Dyslexia and High IQ kid

I doubt that your child has dyslexia because of her early reading of very difficult texts and her spelling abilities. Has she ever been tested for ADHD (inattentive kind)?

My dyslexic and dysgraphic son is a terrible speller and FL is a nightmare for him. No doubt someone will prove me wrong, but FL is usually very difficult at best for dyslexic kids. I am thinking dyslexia is not the issue.

@Lindagaf -

Have you explored having your son spelling and FL exempt? My older dyslexic son was FL exempt and he chose to start at a CC where it wasn’t an issue. Younger one is applying this year; he made it through 2 years of HS level Latin and I have asked the GC to include in his report that he didn’t continue due to dyslexia.

One thing we are seriously looking at is the gen ed requirements for each college. If FL is required, we look for ASL, which my son is interested in taking and/or if he could take ASL at our local CC and transfer it. Our state system (SUNY) used to required a year of FL or equivalent testing. My D took ASL at the CC, although at the time, ASL was only permitted as an FL choice for education and communication majors. By the time my next son entered SUNY 4 years later, FL was removed as a requirement, but it can be used as an option to meet the revamped gen ed requiremetns. This son chose extra history classes rather than FL,although he did fine in it in HS.

@techmom99 my son is spelling exempt and has extra time. He limped through two years of Spanish and is now done forever. They wouldn’t exempt him from FL, and in fact, his IEP was taken away a couple of years ago, though he still has a 504.

We are also in NY, and he will probably apply to Bing, so thanks for this info.

@techmom99 - your earlier post was spooky because your husband and sons sound like my husband and one son!

ETA: We looked very closely at gen-eds too. Avoided any schools which required FL for computer science.

pittsburghscribe: No, she’s never been tested for ADHD. We are having her tested soon–so hopefully we can figure out what the problem is. Now that I have read the posts here–I agree that it does not sound like dyslexia.
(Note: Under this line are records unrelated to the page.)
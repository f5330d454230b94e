//! Type-safe logging macros using Code types with Display support
//!
//! Context values accept anything implementing `Display`. When the global
//! logger has not been initialised every macro is a no-op.

/// Log error with Code type
#[macro_export]
macro_rules! log_error {
    ($code:expr, $message:expr) => {
        $crate::logging::log_error_with_context($code, $message, None, vec![])
    };

    ($code:expr, $message:expr, span = $span:expr) => {
        $crate::logging::log_error_with_context($code, $message, Some($span), vec![])
    };

    ($code:expr, $message:expr, $($key:expr => $value:expr),+) => {
        {
            let context_strings: Vec<(&str, String)> = vec![$(($key, format!("{}", $value))),+];
            let context_refs: Vec<(&str, &str)> = context_strings.iter()
                .map(|(k, v)| (*k, v.as_str()))
                .collect();
            $crate::logging::log_error_with_context($code, $message, None, context_refs)
        }
    };

    ($code:expr, $message:expr, span = $span:expr, $($key:expr => $value:expr),+) => {
        {
            let context_strings: Vec<(&str, String)> = vec![$(($key, format!("{}", $value))),+];
            let context_refs: Vec<(&str, &str)> = context_strings.iter()
                .map(|(k, v)| (*k, v.as_str()))
                .collect();
            $crate::logging::log_error_with_context($code, $message, Some($span), context_refs)
        }
    };
}

/// Log success with Code type
#[macro_export]
macro_rules! log_success {
    ($code:expr, $message:expr) => {
        $crate::logging::log_success_with_context($code, $message, vec![])
    };

    ($code:expr, $message:expr, $($key:expr => $value:expr),+) => {
        {
            let context_strings: Vec<(&str, String)> = vec![$(($key, format!("{}", $value))),+];
            let context_refs: Vec<(&str, &str)> = context_strings.iter()
                .map(|(k, v)| (*k, v.as_str()))
                .collect();
            $crate::logging::log_success_with_context($code, $message, context_refs)
        }
    };
}

/// Log informational message
#[macro_export]
macro_rules! log_info {
    ($message:expr) => {
        $crate::logging::log_info_with_context($message, vec![])
    };

    ($message:expr, $($key:expr => $value:expr),+) => {
        {
            let context_strings: Vec<(&str, String)> = vec![$(($key, format!("{}", $value))),+];
            let context_refs: Vec<(&str, &str)> = context_strings.iter()
                .map(|(k, v)| (*k, v.as_str()))
                .collect();
            $crate::logging::log_info_with_context($message, context_refs)
        }
    };
}

/// Log warning message
#[macro_export]
macro_rules! log_warning {
    ($message:expr) => {
        if let Some(logger) = $crate::logging::try_get_global_logger() {
            logger.log_event($crate::logging::LogEvent::warning($message));
        }
    };

    ($message:expr, $($key:expr => $value:expr),+) => {
        if let Some(logger) = $crate::logging::try_get_global_logger() {
            let mut event = $crate::logging::LogEvent::warning($message);
            $(
                event = event.with_context($key, &format!("{}", $value));
            )+
            logger.log_event(event);
        }
    };
}

/// Log debug message; context is only formatted when debug output is enabled
#[macro_export]
macro_rules! log_debug {
    ($message:expr) => {
        if $crate::logging::debug_enabled() {
            if let Some(logger) = $crate::logging::try_get_global_logger() {
                logger.log_event($crate::logging::LogEvent::debug($message));
            }
        }
    };

    ($message:expr, $($key:expr => $value:expr),+) => {
        if $crate::logging::debug_enabled() {
            if let Some(logger) = $crate::logging::try_get_global_logger() {
                let mut event = $crate::logging::LogEvent::debug($message);
                $(
                    event = event.with_context($key, &format!("{}", $value));
                )+
                logger.log_event(event);
            }
        }
    };
}
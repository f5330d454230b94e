//! Logging configuration: compile-time buffer limits plus runtime preferences

use crate::config::compile_time::logging::*;
use crate::config::runtime::LoggingPreferences;
use std::sync::OnceLock;

type EventsLogLevel = crate::logging::events::LogLevel;

static RUNTIME_PREFERENCES: OnceLock<LoggingPreferences> = OnceLock::new();

/// Install runtime preferences; only the first call takes effect
pub fn init_runtime_preferences(preferences: LoggingPreferences) -> Result<(), String> {
    RUNTIME_PREFERENCES
        .set(preferences)
        .map_err(|_| "Runtime preferences already initialized".to_string())
}

/// Runtime preferences, falling back to environment-derived defaults
pub fn get_runtime_preferences() -> &'static LoggingPreferences {
    RUNTIME_PREFERENCES.get_or_init(LoggingPreferences::default)
}

pub fn get_min_log_level() -> EventsLogLevel {
    get_runtime_preferences().min_log_level.to_events_log_level()
}

pub fn use_structured_logging() -> bool {
    get_runtime_preferences().use_structured_logging
}

pub fn use_console_logging() -> bool {
    get_runtime_preferences().enable_console_logging
}

pub fn get_error_buffer_size() -> usize {
    LOG_BUFFER_SIZE
}

pub fn get_max_log_message_length() -> usize {
    MAX_LOG_MESSAGE_LENGTH
}

/// Validate compile-time constants
pub fn validate_config() -> Result<(), String> {
    if LOG_BUFFER_SIZE > 100_000 {
        return Err(format!("Log buffer size too large: {}", LOG_BUFFER_SIZE));
    }

    if MAX_LOG_MESSAGE_LENGTH < 64 {
        return Err(format!(
            "Max log message length too small: {}",
            MAX_LOG_MESSAGE_LENGTH
        ));
    }

    Ok(())
}

pub fn get_config_summary() -> String {
    let preferences = get_runtime_preferences();

    format!(
        "Logging Configuration:\n\
         - Log buffer size: {}\n\
         - Max message length: {}\n\
         - Min log level: {}\n\
         - Structured logging: {}\n\
         - Console logging: {}",
        get_error_buffer_size(),
        get_max_log_message_length(),
        preferences.min_log_level.as_str(),
        preferences.use_structured_logging,
        preferences.enable_console_logging,
    )
}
It’s interesting because the more I question her about her issues, the more I am finding out. As I said upstream, she is an auditory learner. She said she has difficulty taking notes whilst listening to a lecture (or whilst reading the text on her own) because she has to focus so hard on the writing. This is why her APWorld class has been challenging for her. She has to read and outline a dense text that her teacher refuses to lecture on–he only lectures on side issues and while interesting, it does not help her remember and process what she has read. So she has no auditory reinforcement of what she is reading. She has a test coming up and she is very nervous about it because of this. She has been studying for it for the past week. She did find a you tube lecture series on APWorld and that has helped her immensely because she listens to it and absorbs the content much better than if she was reading and taking notes on her own. Its funny, because she has a memory like a steel trap. If you tell her something, it gets absorbed and locked away in her head and she can recall it clearly. If she reads it herself, not so much. The challenging part of this class for her is that she has to read the text carefully because her teacher quizzes them on each chapter and asks numerous questions on the minutia of the text such that if a student did not very closely read the chapter, he/she would fail for certain. So, she can’t just listen to a you tube lecture as a sub for closely reading the textbook, but rather will have to find time to do both.

This is what concerns me the most because what can she do about that? It is hit or miss as to whether or not she gets a teacher who lectures or whether she gets one who prefers a kind of flipped classroom approach.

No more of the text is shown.